Desiccant Dryer System Improves Efficiency in Aluminum Plant

How a Custom Engineered Air Treatment System with a -40º Compressed Air Dewpoint Solved a Challenging and Dangerous Application


The Challenge: Oil and Water in Compressed Air Systems of an Aluminum Extractor

The customer runs an aluminum plant, and during production, they have to use overhead cranes to replace anodes in electrolysis pots and siphon out the aluminum. Within the cranes’ compressed air networks, the compressors release oil. In the summertime, in particular, the compressors’ coolers couldn’t lower the compressed air temperature adequately, creating more oil vapours. The vapours pass through the prefiltration resulting in premature contamination of the desiccant in the air dryer.

The other problem was the moisture in the air caused rust to form in the pneumatic controls within compressed air systems. That same air is used for aluminum extraction (i.e., by creating a Venturi vacuum). Having moisture or water in the air used to extract aluminum is dangerous because mixing water with molten aluminum will cause an explosive reaction.

The Solution: Custom Engineered Heatless Desiccant Dryer System

Our application expert—Robin Poirier—offered a Pneumatic Products (PPC) custom-engineered heatless desiccant dryer system to supply a very low dewpoint (-40°F PDP).  A dewpoint that low eliminates the formation of rust in piping and prevents freezing problems.

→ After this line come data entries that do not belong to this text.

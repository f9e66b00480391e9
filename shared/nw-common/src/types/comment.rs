//! Comment Types

use std::cmp::Ordering;
use std::fmt;
use std::str::FromStr;

use chrono::{DateTime, Utc};
use serde::{Deserialize, Serialize};

use crate::error::Error;

/// Kind of content item a comment thread is attached to.
#[derive(Debug, Clone, Copy, PartialEq, Eq, Hash, Serialize, Deserialize)]
#[serde(rename_all = "lowercase")]
pub enum ContentType {
    /// News article.
    News,
    /// Video.
    Video,
}

impl ContentType {
    /// Path discriminator used by the comment endpoints.
    pub const fn as_str(self) -> &'static str {
        match self {
            Self::News => "news",
            Self::Video => "video",
        }
    }
}

impl fmt::Display for ContentType {
    fn fmt(&self, f: &mut fmt::Formatter<'_>) -> fmt::Result {
        f.write_str(self.as_str())
    }
}

impl FromStr for ContentType {
    type Err = Error;

    fn from_str(s: &str) -> Result<Self, Self::Err> {
        match s.to_ascii_lowercase().as_str() {
            "news" => Ok(Self::News),
            "video" | "videos" => Ok(Self::Video),
            _ => Err(Error::UnknownContentType(s.to_string())),
        }
    }
}

/// Creation-time ordering for list endpoints.
#[derive(Debug, Clone, Copy, PartialEq, Eq, Hash, Serialize, Deserialize, Default)]
#[serde(rename_all = "UPPERCASE")]
pub enum SortOrder {
    /// Oldest first.
    Asc,
    /// Newest first.
    #[default]
    Desc,
}

impl SortOrder {
    /// Query-string form (`ASC` / `DESC`).
    pub const fn as_str(self) -> &'static str {
        match self {
            Self::Asc => "ASC",
            Self::Desc => "DESC",
        }
    }

    /// The opposite order, as toggled by the "Oldest/Recent" switch.
    #[must_use]
    pub const fn toggled(self) -> Self {
        match self {
            Self::Asc => Self::Desc,
            Self::Desc => Self::Asc,
        }
    }
}

impl fmt::Display for SortOrder {
    fn fmt(&self, f: &mut fmt::Formatter<'_>) -> fmt::Result {
        f.write_str(self.as_str())
    }
}

impl FromStr for SortOrder {
    type Err = Error;

    fn from_str(s: &str) -> Result<Self, Self::Err> {
        match s.to_ascii_uppercase().as_str() {
            "ASC" => Ok(Self::Asc),
            "DESC" => Ok(Self::Desc),
            _ => Err(Error::UnknownSortOrder(s.to_string())),
        }
    }
}

/// A comment or reply attached to a news article or video.
///
/// `parent_id == None` marks a top-level comment. Replies never nest
/// further than one level.
#[derive(Debug, Clone, PartialEq, Eq, Serialize, Deserialize)]
pub struct Comment {
    pub id: i64,
    /// Id of the news article or video the thread belongs to.
    #[serde(rename = "source_id")]
    pub content_id: i64,
    #[serde(rename = "type")]
    pub content_type: ContentType,
    #[serde(rename = "user_id")]
    pub author_id: i64,
    #[serde(rename = "email")]
    pub author_email: String,
    #[serde(rename = "photo", default)]
    pub author_photo: Option<String>,
    #[serde(default)]
    pub parent_id: Option<i64>,
    #[serde(rename = "content")]
    pub body: String,
    pub created_at: DateTime<Utc>,
    #[serde(default)]
    pub updated_at: Option<DateTime<Utc>>,
}

impl Comment {
    /// Whether this is a top-level comment rather than a reply.
    pub const fn is_top_level(&self) -> bool {
        self.parent_id.is_none()
    }

    /// Whether the comment was edited after creation.
    pub const fn is_edited(&self) -> bool {
        self.updated_at.is_some()
    }

    /// Ordering by creation time with the id as a stable tie-break.
    pub fn cmp_created(&self, other: &Self) -> Ordering {
        self.created_at
            .cmp(&other.created_at)
            .then_with(|| self.id.cmp(&other.id))
    }
}

/// Sort comments by `(created_at, id)` in the given direction.
pub fn sort_comments(items: &mut [Comment], order: SortOrder) {
    match order {
        SortOrder::Asc => items.sort_by(Comment::cmp_created),
        SortOrder::Desc => items.sort_by(|a, b| b.cmp_created(a)),
    }
}
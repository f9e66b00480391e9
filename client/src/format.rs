//! Display Helpers

use chrono::{DateTime, Utc};

const UNITS: [(&str, i64); 7] = [
    ("year", 31_536_000),
    ("month", 2_592_000),
    ("week", 604_800),
    ("day", 86_400),
    ("hour", 3_600),
    ("minute", 60),
    ("second", 1),
];

/// Relative age label such as "3 hours ago" or "just now".
pub fn time_ago(at: DateTime<Utc>, now: DateTime<Utc>) -> String {
    let seconds = (now - at).num_seconds();
    for (label, size) in UNITS {
        let count = seconds / size;
        if count >= 1 {
            let plural = if count == 1 { "" } else { "s" };
            return format!("{count} {label}{plural} ago");
        }
    }
    "just now".to_string()
}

In this specific application, we installed a centrifugal mechanical separator and an oil mist eliminator before the prefilter to capture the bulk of liquids and particulates to extend the prefilter’s life.

The advantages were:

  • The filters get more filtration surface area
  • They can filter more particulates for longer, decreasing maintenance and downtime
  • The low dewpoint eliminates rust and moisture that might cause explosions downstream

The Result: 78% Increase in Production Time & Reduced Breakage and Maintenance

Adding the air treatment system reduced the maintenance time and chances of equipment failure. They’re saving costs on maintenance and not losing valuable production on costly downtime.

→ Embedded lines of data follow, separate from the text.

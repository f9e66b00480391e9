//! Activity Log Types

use chrono::NaiveDate;
use serde::{Deserialize, Serialize};

/// One audited user action.
#[derive(Debug, Clone, PartialEq, Eq, Serialize, Deserialize)]
pub struct UserActivity {
    pub id: i64,
    pub status: String,
    pub action: String,
    pub object: String,
    pub user_id: i64,
    pub user_email: String,
    pub role_id: i64,
    pub role: String,
    #[serde(default)]
    pub description: String,
    #[serde(default)]
    pub ip_address: String,
    #[serde(default)]
    pub device: String,
    pub created_at: String,
}

/// User reference used to narrow the activity log.
#[derive(Debug, Clone, PartialEq, Eq, Serialize, Deserialize)]
pub struct ActivityUser {
    pub id: i64,
    pub email: String,
}

/// Filter body posted to the activity log endpoint.
#[derive(Debug, Clone, Default, PartialEq, Eq, Serialize, Deserialize)]
pub struct ActivityFilter {
    pub search: String,
    pub action: String,
    pub resource: String,
    pub user: Vec<ActivityUser>,
    pub date: Option<NaiveDate>,
}
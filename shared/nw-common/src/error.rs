//! Common Error Types

use thiserror::Error;

/// Errors raised while interpreting shared wire values.
#[derive(Debug, Error, Clone, PartialEq, Eq)]
pub enum Error {
    /// Content type discriminator was not `news` or `video`.
    #[error("Unknown content type: {0}")]
    UnknownContentType(String),

    /// Sort order was not `ASC` or `DESC`.
    #[error("Unknown sort order: {0}")]
    UnknownSortOrder(String),

    /// Status string did not match any known publication status.
    #[error("Unknown status: {0}")]
    UnknownStatus(String),

    /// A value failed validation before being sent to the API.
    #[error("Validation failed: {0}")]
    Validation(String),
}

/// Result alias for common operations.
pub type Result<T> = std::result::Result<T, Error>;
//! Dashboard Configuration
//!
//! Loads configuration from environment variables.

use std::env;
use std::path::PathBuf;
use std::str::FromStr;
use std::sync::Arc;
use std::time::Duration;

use anyhow::{bail, Context, Result};

use nw_common::GUEST_ROLE_ID;

use crate::comments::DEFAULT_PAGE_SIZE;
use crate::credential::{CredentialStore, FileStore, KeyringStore, MemoryStore};

/// Where the session token is persisted.
#[derive(Debug, Clone, Copy, PartialEq, Eq, Default)]
pub enum CredentialBackend {
    #[default]
    Keyring,
    File,
    Memory,
}

impl FromStr for CredentialBackend {
    type Err = anyhow::Error;

    fn from_str(s: &str) -> Result<Self> {
        match s.trim().to_ascii_lowercase().as_str() {
            "keyring" => Ok(Self::Keyring),
            "file" => Ok(Self::File),
            "memory" => Ok(Self::Memory),
            other => bail!("unknown credential store `{other}` (expected keyring, file or memory)"),
        }
    }
}

/// Dashboard configuration loaded from environment variables.
#[derive(Debug, Clone)]
pub struct Config {
    /// REST API base URL (e.g., "https://api.neswara.id/api")
    pub api_base_url: String,

    /// HTTP request timeout in seconds (default: 30)
    pub request_timeout_secs: u64,

    /// Role assumed without a valid session (default: 7)
    pub guest_role_id: i64,

    /// Comments per thread page (default: 5)
    pub comment_page_size: u32,

    /// Token persistence backend (default: keyring)
    pub credential_store: CredentialBackend,

    /// Directory of the file credential store (default: ".neswara")
    pub data_dir: PathBuf,
}

impl Config {
    /// Load configuration from environment variables.
    pub fn from_env() -> Result<Self> {
        Ok(Self {
            api_base_url: env::var("NESWARA_API_BASE_URL")
                .context("NESWARA_API_BASE_URL must be set")?,
            request_timeout_secs: env::var("NESWARA_REQUEST_TIMEOUT_SECS")
                .ok()
                .and_then(|v| v.parse().ok())
                .unwrap_or(30),
            guest_role_id: env::var("NESWARA_GUEST_ROLE_ID")
                .ok()
                .and_then(|v| v.parse().ok())
                .unwrap_or(GUEST_ROLE_ID),
            comment_page_size: env::var("NESWARA_COMMENT_PAGE_SIZE")
                .ok()
                .and_then(|v| v.parse().ok())
                .filter(|size| *size > 0)
                .unwrap_or(DEFAULT_PAGE_SIZE),
            credential_store: match env::var("NESWARA_CREDENTIAL_STORE") {
                Ok(value) => value
                    .parse::<CredentialBackend>()
                    .context("invalid NESWARA_CREDENTIAL_STORE")?,
                Err(_) => CredentialBackend::default(),
            },
            data_dir: env::var("NESWARA_DATA_DIR")
                .map_or_else(|_| PathBuf::from(".neswara"), PathBuf::from),
        })
    }

    pub const fn request_timeout(&self) -> Duration {
        Duration::from_secs(self.request_timeout_secs)
    }

    /// Build the configured credential store.
    pub fn credential_store(&self) -> Arc<dyn CredentialStore> {
        match self.credential_store {
            CredentialBackend::Keyring => Arc::new(KeyringStore::new(&self.api_base_url)),
            CredentialBackend::File => Arc::new(FileStore::new(&self.data_dir)),
            CredentialBackend::Memory => Arc::new(MemoryStore::new()),
        }
    }

    /// Create a configuration for tests against a local mock API.
    #[must_use]
    pub fn default_for_test(api_base_url: &str) -> Self {
        Self {
            api_base_url: api_base_url.into(),
            request_timeout_secs: 5,
            guest_role_id: GUEST_ROLE_ID,
            comment_page_size: DEFAULT_PAGE_SIZE,
            credential_store: CredentialBackend::Memory,
            data_dir: PathBuf::from(".neswara-test"),
        }
    }
}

Our solution was a success for the customer since the overhead cranes remained in the halls completing their tasks much longer than they were previously. When they’re in the garage, they’re not extracting aluminum, which means less production and revenue.

Generally, the cranes underwent a month-long maintenance routine every nine months to keep them functioning optimally in the halls. They push their cranes hard to ensure their production rates stay up. One of the cranes with our air treatment system saw a 78% increase in production time. It spent 16 months in the halls without any breakage, which was a considerable improvement from the average 9 month run with the old treatment system.

The results were:

  • Less breakage and downtime
  • Increased productivity and reliability

Pneumatic Products (PPC) Heatless Desiccant Compressed Air Dryer Technology Used

We solved the customer’s problems using a custom-engineered heatless desiccant air dryer system.

Desiccant Dryer Specs

  • Inlet flow: 500 scfm
  • Filtration: PCS38001G32 (Coalescing Filter) & PCS36001G32 (After-Filter)
  • Coalescing filtration: Residual Oil Content of < 0.001 ppmw
  • Particulate filtration: Absolute Micron Removal Below 0.9µm
  • Flanged manifold construction to allow access to internal diffusers
  • Stainless steel control valves explicitly designed for desiccant dryer service and tested to 1,000,000 cycles, bubble-tight
  • Modular Electronic Controller (MEC) with AMLOC® energy management
  • Heavy-duty low-noise exhaust muffler
  • High humidity alarm
  • Premium Grade DE-4 Activated Alumina beads


How a Desiccant Dryer Works

A desiccant dryer base set up includes three things:

  1. Prefiltration: a coalescing filter captures all liquids heading towards the dryer. The prefilter’s housing as well as the centrifugal mechanical separator & oil-mist eliminator have an automatic drain valve to flush liquid water and oil out. Its task is to protect the desiccant dryer from liquids.


  1. The desiccant dryer is made of two alternating vessels with activated alumina beads inside acting as the desiccant. One vessel gets the moist air while the other one regenerates. At atmospheric pressure, the regeneration uses a percentage of dry air from the online drying vessel and passes the required scfm at atmospheric pressure into the depressurized vessel. With the regeneration completed, the dryer will re-pressurize the offline chamber to line pressure to prepare it for drying compressed air. The previously online chamber will be depressurized and begin the regeneration phase of the cycle.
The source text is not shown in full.